Cameras, monitoring systems coming to Black communities
Miami Times staff report | 6/23/2014, 11:11 a.m.
The ACLU of Florida sees it as unnecessary snooping and "indiscriminate continued surveillance" that would be more appropriate at large sites where people gather like the Port of Miami or Miami International Airport. Also, South Florida's two largest law enforcement agencies — Miami-Dade County Police and the Broward County Sheriff's Office — have terminated contracts with ShotSpotter system owner SST because the technology mistook too many random noises for gunfire and didn't help much in real-time crime-fighting.

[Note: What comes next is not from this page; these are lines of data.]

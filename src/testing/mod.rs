//! Testing utilities for the master balancing layer.
//!
//! This module provides tools for exercising the balancer without a real
//! replication layer:
//! - Scripted peers for failure injection
//! - A recording transfer initiator and shutdown requester
//! - An in-process multi-node cluster
//!
//! # Architecture
//!
//! ```text
//! ┌─────────────────────────────────────────────────────────────────┐
//! │                         TestCluster                             │
//! │                                                                 │
//! │   ┌──────────────┐   ┌──────────────┐   ┌──────────────┐        │
//! │   │ MasterBalance│   │ MasterBalance│   │ MasterBalance│        │
//! │   │    node 1    │   │    node 2    │   │    node 3    │        │
//! │   └──────┬───────┘   └──────┬───────┘   └──────┬───────┘        │
//! │          └──────────────────┼──────────────────┘                │
//! │                             ▼                                   │
//! │   ┌───────────────────────────────────────────────────────────┐ │
//! │   │ InProcessNetwork (PeerClient)   ClusterInitiator          │ │
//! │   │  - isolate / heal nodes          - completes transfers    │ │
//! │   └───────────────────────────────────────────────────────────┘ │
//! └─────────────────────────────────────────────────────────────────┘
//! ```
//!
//! # Example
//!
//! ```rust,ignore
//! use master_density::testing::TestCluster;
//!
//! let cluster = TestCluster::start(topology, BalanceConfig::default())?;
//! cluster.assign_masters(&[RnId::new(1, 1), RnId::new(2, 1)]).await?;
//! cluster.network().isolate(2);
//! ```

mod cluster;
mod fakes;

#[cfg(test)]
mod balance_scenario_tests;

pub use cluster::{ClusterInitiator, InProcessNetwork, TestCluster};
pub use fakes::{RecordingInitiator, RecordingShutdown, ScriptedPeers};

/// Route `tracing` output through the test harness. Honors `RUST_LOG`.
#[cfg(test)]
pub(crate) fn init_tracing() {
    use tracing_subscriber::EnvFilter;

    let _ = tracing_subscriber::fmt()
        .with_env_filter(EnvFilter::from_default_env())
        .with_test_writer()
        .try_init();
}
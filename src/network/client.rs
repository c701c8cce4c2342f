//! Outbound side of the balancing contract.
//!
//! The control loop talks to peers only through [`PeerClient`] and to the
//! replication layer only through [`MasterTransferInitiator`], so the
//! algorithm can run against the TCP client in production and against
//! in-process fakes in tests.

use crate::config::BalanceConfig;
use crate::error::{Error, NetworkError, Result};
use crate::network::rpc::{frame_message, read_frame, Message};
use crate::types::{MasterLeaseInfo, MdInfo, NodeId, RnId, StateInfo};
use parking_lot::RwLock;
use std::collections::HashMap;
use std::net::SocketAddr;
use std::time::Duration;
use tokio::io::AsyncWriteExt;
use tokio::net::TcpStream;
use tracing::trace;

/// Remote operations invoked on peer nodes.
///
/// Every call is awaited in place by the control loop; a slow peer stalls
/// the pass for at most the transport timeout.
#[async_trait::async_trait]
pub trait PeerClient: Send + Sync + 'static {
    /// Push a role change to `node`.
    async fn note_state(&self, node: NodeId, info: StateInfo) -> Result<()>;

    /// Fetch `node`'s density. `None` means the node is not participating.
    async fn md_info(&self, node: NodeId) -> Result<Option<MdInfo>>;

    /// Ask `node` for a lease on one of its replicas.
    async fn master_lease(&self, node: NodeId, lease: MasterLeaseInfo) -> Result<bool>;

    /// Release a lease previously granted by `node`.
    async fn cancel_master_lease(
        &self,
        node: NodeId,
        requesting_node: NodeId,
        rn_id: RnId,
    ) -> Result<bool>;

    /// Tell `node` that `overloaded` could not shed masters on its own.
    async fn overloaded_neighbor(&self, node: NodeId, overloaded: NodeId) -> Result<()>;
}

/// Entry point into the replication layer for handing off a master.
#[async_trait::async_trait]
pub trait MasterTransferInitiator: Send + Sync + 'static {
    /// Ask the local master `source` to hand mastership to `target`.
    ///
    /// Returns whether the replication layer accepted the request within
    /// `timeout`. Acceptance does not mean the transfer has completed; that
    /// is observed later as role-change notifications.
    async fn initiate_master_transfer(
        &self,
        source: RnId,
        target: RnId,
        timeout: Duration,
    ) -> Result<bool>;
}

/// [`PeerClient`] over the length-prefixed TCP contract.
///
/// Opens one connection per call.
#[derive(Debug)]
pub struct TcpPeerClient {
    /// This node's ID.
    node_id: NodeId,
    /// Known peer addresses.
    peers: RwLock<HashMap<NodeId, SocketAddr>>,
    /// Timeout for one request/response exchange.
    rpc_timeout: Duration,
    /// Largest response accepted.
    max_message_size: usize,
}

impl TcpPeerClient {
    /// Create a new client.
    pub fn new(node_id: NodeId, config: &BalanceConfig) -> Self {
        Self {
            node_id,
            peers: RwLock::new(HashMap::new()),
            rpc_timeout: config.rpc_timeout,
            max_message_size: config.max_message_size,
        }
    }

    /// Register or update a peer address.
    pub fn add_peer(&self, node: NodeId, addr: SocketAddr) {
        self.peers.write().insert(node, addr);
    }

    /// Forget a peer.
    pub fn remove_peer(&self, node: NodeId) {
        self.peers.write().remove(&node);
    }

    /// Number of known peers.
    pub fn peer_count(&self) -> usize {
        self.peers.read().len()
    }

    async fn call(&self, node: NodeId, request: Message) -> Result<Message> {
        let addr = self
            .peers
            .read()
            .get(&node)
            .copied()
            .ok_or(NetworkError::UnknownNode(node))?;

        trace!(node, %addr, kind = request.kind(), "Sending request");

        let response = tokio::time::timeout(self.rpc_timeout, self.exchange(node, addr, &request))
            .await
            .map_err(|_| Error::Timeout)??;

        match response {
            Message::Error(reason) => Err(Error::Remote(reason)),
            other => Ok(other),
        }
    }

    async fn exchange(&self, node: NodeId, addr: SocketAddr, request: &Message) -> Result<Message> {
        let mut stream = TcpStream::connect(addr)
            .await
            .map_err(|e| NetworkError::Unreachable {
                node,
                reason: e.to_string(),
            })?;

        let framed = frame_message(request)?;
        stream
            .write_all(&framed)
            .await
            .map_err(|e| NetworkError::SendFailed(e.to_string()))?;

        read_frame(&mut stream, self.max_message_size)
            .await?
            .ok_or_else(|| NetworkError::ConnectionClosed.into())
    }
}

fn unexpected(response: Message) -> Error {
    NetworkError::UnexpectedResponse(response.kind().to_string()).into()
}

#[async_trait::async_trait]
impl PeerClient for TcpPeerClient {
    async fn note_state(&self, node: NodeId, info: StateInfo) -> Result<()> {
        match self.call(node, Message::NoteState(info)).await? {
            Message::Ack => Ok(()),
            other => Err(unexpected(other)),
        }
    }

    async fn md_info(&self, node: NodeId) -> Result<Option<MdInfo>> {
        let request = Message::GetMdInfo { from: self.node_id };
        match self.call(node, request).await? {
            Message::MdInfo(info) => Ok(info),
            other => Err(unexpected(other)),
        }
    }

    async fn master_lease(&self, node: NodeId, lease: MasterLeaseInfo) -> Result<bool> {
        match self.call(node, Message::GetMasterLease(lease)).await? {
            Message::LeaseGranted(granted) => Ok(granted),
            other => Err(unexpected(other)),
        }
    }

    async fn cancel_master_lease(
        &self,
        node: NodeId,
        requesting_node: NodeId,
        rn_id: RnId,
    ) -> Result<bool> {
        let request = Message::CancelMasterLease {
            requesting_node,
            rn_id,
        };
        match self.call(node, request).await? {
            Message::LeaseCancelled(cancelled) => Ok(cancelled),
            other => Err(unexpected(other)),
        }
    }

    async fn overloaded_neighbor(&self, node: NodeId, overloaded: NodeId) -> Result<()> {
        let request = Message::OverloadedNeighbor {
            node_id: overloaded,
        };
        match self.call(node, request).await? {
            Message::Ack => Ok(()),
            other => Err(unexpected(other)),
        }
    }
}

Howard Simon, executive director of the ACLU of Florida, said similar plans in Tampa and Oakland have failed. He said Tampa dismantled its facial recognition system after ACLU complaints and too many false positives.

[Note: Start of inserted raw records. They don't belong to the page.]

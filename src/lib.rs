//! Master-density rebalancing for a replicated key-value store cluster.
//!
//! Each storage node hosts replicated nodes (RNs) of many replication
//! groups. Exactly one RN per group is the master. This crate runs a
//! per-node control loop that keeps masters spread evenly across nodes:
//!
//! - **Detects imbalance** from role-change notifications and the topology
//! - **Ranks peers** hosting sibling replicas by post-transfer density and
//!   zone affinity
//! - **Negotiates transfers** with short-lived leases and rolls back on failure
//! - **Drains masters** off a node that is shutting down, bounded by a timeout
//!
//! # Example
//!
//! ```rust,no_run
//! use master_density::cluster::{LoggingShutdown, StaticTopology, Topology, ZoneInfo};
//! use master_density::network::TcpPeerClient;
//! use master_density::{BalanceConfig, MasterBalance, ReplicationRole, RnId, StateInfo};
//! use std::sync::Arc;
//! # use master_density::network::MasterTransferInitiator;
//! # fn replication_layer() -> Arc<dyn MasterTransferInitiator> { unimplemented!() }
//!
//! #[tokio::main]
//! async fn main() -> Result<(), Box<dyn std::error::Error>> {
//!     let topology = Topology::builder(1)
//!         .zone(ZoneInfo::primary(1, 3))
//!         .node(1, 1)
//!         .node(2, 1)
//!         .node(3, 1)
//!         .rn(RnId::new(1, 1), 1)
//!         .rn(RnId::new(1, 2), 2)
//!         .rn(RnId::new(1, 3), 3)
//!         .build()?;
//!
//!     let config = BalanceConfig::default();
//!     let peers = Arc::new(TcpPeerClient::new(1, &config));
//!     peers.add_peer(2, "10.0.0.2:7100".parse()?);
//!     peers.add_peer(3, "10.0.0.3:7100".parse()?);
//!
//!     let balance = MasterBalance::start(
//!         1,
//!         config,
//!         Arc::new(StaticTopology::new(topology)),
//!         peers,
//!         replication_layer(),
//!         Arc::new(LoggingShutdown),
//!     )?;
//!
//!     // Feed role changes as the replication layer reports them.
//!     balance
//!         .note_state(StateInfo::new(RnId::new(1, 1), ReplicationRole::Master, 1))
//!         .await?;
//!
//!     // Before stopping the node.
//!     let report = balance.drain_for_shutdown().await;
//!     println!("drained {} masters", report.completed.len());
//!     balance.shutdown().await;
//!     Ok(())
//! }
//! ```
//!
//! # Architecture
//!
//! ```text
//! ┌─────────────────────────────────────────────┐
//! │       Replication layer / node manager       │
//! └─────────────────────────────────────────────┘
//!          │ note_state            ▲ initiate_master_transfer
//!          ▼                       │
//! ┌─────────────────────────────────────────────┐
//! │               MasterBalance                 │
//! │  Enabled(DensityMonitor) | Disabled         │
//! └─────────────────────────────────────────────┘
//!          │                       ▲
//!          ▼ PeerClient            │ NetworkServer
//! ┌─────────────────────────────────────────────┐
//! │                 Peer nodes                  │
//! └─────────────────────────────────────────────┘
//! ```
//!
//! # Densities
//!
//! All densities are integer percentages of the RNs resident on a node:
//!
//! - **MD**: masters hosted
//! - **BMD**: the balanced target for the node
//! - **PTMD**: the density after accepting one more master

pub mod balance;
pub mod cluster;
pub mod config;
pub mod error;
pub mod metrics;
pub mod network;
pub mod testing;
pub mod types;

pub use balance::{DrainReport, MasterBalance};
pub use config::BalanceConfig;
pub use error::{Error, Result};
pub use types::{MasterLeaseInfo, MdInfo, NodeId, ReplicationRole, RnId, StateInfo};
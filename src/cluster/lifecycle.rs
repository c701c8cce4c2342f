//! Hooks into the component that owns the balancer.

/// Asked to stop the owning node manager when the balancer hits a fatal
/// error and cannot keep running in a known state.
pub trait ShutdownRequester: Send + Sync + 'static {
    /// Request an orderly shutdown of the owner.
    fn request_shutdown(&self, reason: &str);
}

/// No-op shutdown requester.
pub struct NoopShutdown;

impl ShutdownRequester for NoopShutdown {
    fn request_shutdown(&self, _reason: &str) {}
}

/// Shutdown requester that only logs the request.
pub struct LoggingShutdown;

impl ShutdownRequester for LoggingShutdown {
    fn request_shutdown(&self, reason: &str) {
        tracing::error!(reason, "Master balancer requested owner shutdown");
    }
}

"The claim that out in public you have a reduced expectation of privacy is an abused standard by police," Simon said. "A whole range of protocols need to be put in place. It's not being used because of a hope for enhancement of safety, but primarily because Homeland Security is throwing money around." He called giving police feeds from red-light cameras nothing more than "mission creep."

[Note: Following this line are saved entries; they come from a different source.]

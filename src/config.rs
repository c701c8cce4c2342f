//! Configuration for master-density rebalancing.

use crate::error::{Error, Result};
use std::time::Duration;

/// Configuration for the master balancing layer on one node.
#[derive(Debug, Clone)]
pub struct BalanceConfig {
    /// Whether rebalancing runs at all. When false the disabled variant is
    /// built and the node never participates.
    pub enabled: bool,

    /// How long the control loop waits for a notification before
    /// re-evaluating density anyway.
    pub poll_interval: Duration,

    /// Capacity of the role-change notification queue.
    pub queue_capacity: usize,

    /// How long `note_state` blocks on a full queue before logging and
    /// retrying.
    pub enqueue_timeout: Duration,

    /// Lifetime of master leases.
    pub lease_duration: Duration,

    /// Upper bound on the shutdown drain wait.
    pub drain_timeout: Duration,

    /// How often the drain checks for outstanding leases.
    pub drain_poll_interval: Duration,

    /// Timeout for one remote call over the TCP contract.
    pub rpc_timeout: Duration,

    /// Largest frame accepted on the TCP contract.
    pub max_message_size: usize,
}

impl Default for BalanceConfig {
    fn default() -> Self {
        Self {
            enabled: true,
            poll_interval: Duration::from_secs(60),
            queue_capacity: 100,
            enqueue_timeout: Duration::from_secs(60),
            lease_duration: Duration::from_secs(5 * 60),
            drain_timeout: Duration::from_secs(120),
            drain_poll_interval: Duration::from_secs(1),
            rpc_timeout: Duration::from_secs(10),
            max_message_size: 1024 * 1024, // 1MB
        }
    }
}

impl BalanceConfig {
    /// Create a configuration with defaults.
    pub fn new() -> Self {
        Self::default()
    }

    /// Configuration for a node that never rebalances.
    pub fn disabled() -> Self {
        Self {
            enabled: false,
            ..Default::default()
        }
    }

    /// Enable or disable rebalancing.
    pub fn with_enabled(mut self, enabled: bool) -> Self {
        self.enabled = enabled;
        self
    }

    /// Set the control loop poll interval.
    pub fn with_poll_interval(mut self, interval: Duration) -> Self {
        self.poll_interval = interval;
        self
    }

    /// Set the notification queue capacity.
    pub fn with_queue_capacity(mut self, capacity: usize) -> Self {
        self.queue_capacity = capacity;
        self
    }

    /// Set the blocking enqueue timeout.
    pub fn with_enqueue_timeout(mut self, timeout: Duration) -> Self {
        self.enqueue_timeout = timeout;
        self
    }

    /// Set the master lease lifetime.
    pub fn with_lease_duration(mut self, duration: Duration) -> Self {
        self.lease_duration = duration;
        self
    }

    /// Set the drain wait bound.
    pub fn with_drain_timeout(mut self, timeout: Duration) -> Self {
        self.drain_timeout = timeout;
        self
    }

    /// Set the drain polling interval.
    pub fn with_drain_poll_interval(mut self, interval: Duration) -> Self {
        self.drain_poll_interval = interval;
        self
    }

    /// Set the per-call RPC timeout.
    pub fn with_rpc_timeout(mut self, timeout: Duration) -> Self {
        self.rpc_timeout = timeout;
        self
    }

    /// Check the configuration for values the control loop cannot run with.
    pub fn validate(&self) -> Result<()> {
        if self.queue_capacity == 0 {
            return Err(Error::Config("queue_capacity must be > 0".into()));
        }
        if self.poll_interval.is_zero() {
            return Err(Error::Config("poll_interval must be > 0".into()));
        }
        if self.lease_duration.is_zero() {
            return Err(Error::Config("lease_duration must be > 0".into()));
        }
        if self.drain_poll_interval.is_zero() {
            return Err(Error::Config("drain_poll_interval must be > 0".into()));
        }
        if self.max_message_size < 64 {
            return Err(Error::Config(format!(
                "max_message_size too small: {}",
                self.max_message_size
            )));
        }
        Ok(())
    }
}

The ShotSpotter system on its own will cost the city $275,000 the first year and about $40,000 in subsequent years.
The technology first came to light in Miami in early 2013. Commissioner Francis Suarez, who was running for mayor at the time, pushed it as an effective tool to fight crime in several of the city's mostly black neighborhoods. Then public discussion on the item was tabled for about a year.
HOW THE SYSTEM WORKS
ShotSpotter is a network of sensors and GPS signals on flat boards about the size of a car's air filter that are placed on strategic rooftops. The device is activated when it hears an impulse of noises. If the noise hits three sensors, the technology can pinpoint where the noise is coming from within 10 meters.
It's then relayed to police. SST said it hopes to have agreements with property owners where the sensors would be placed within two months. The machines would cover a four-square-mile area in Miami, meaning the city would be outfitted with 60 to 80 sensors.
When the idea of ShotSpotter was first introduced to Miami in early 2013, Orosa noted the system's flaws, telling commissioners that Miami-Dade police didn't like the system and that the Broward Sheriff's Office gave up on it. Orosa told the elected leaders that ShotSpotter wasn't "going to stop people from shooting each other."
County cops finally abandoned ShotSpotter last November. In 2013, according to Miami-Dade Police Maj. Stephanie Daniels, the system identified more than 1,000 incidents even though there were fewer than 50 confirmed shootings.
Daniels said ShotSpotter helped Northside District police identify where shootings happened but failed to help cops apprehend shooters.
Still, ShotSpotter surfaced again in Miami in April, with commissioners unanimously voting to implement it, and Orosa finally on board after informing commissioners that gunfire tracking system will be more effective after police are able to mount cameras next to the sensors.
The chief's plan is to place between eight and 10 cameras linked to his command center, adjacent to sensors. When a sensor detects gunfire it is relayed back to police in less than 30 seconds. At that point an officer in the command center can maneuver a nearby camera to within 10 meters of where the weapon was fired.
It's the zoom-in capability that worries the ACLU's Simon. He sees the system being abused by cops spending time checking out pretty women — or worse.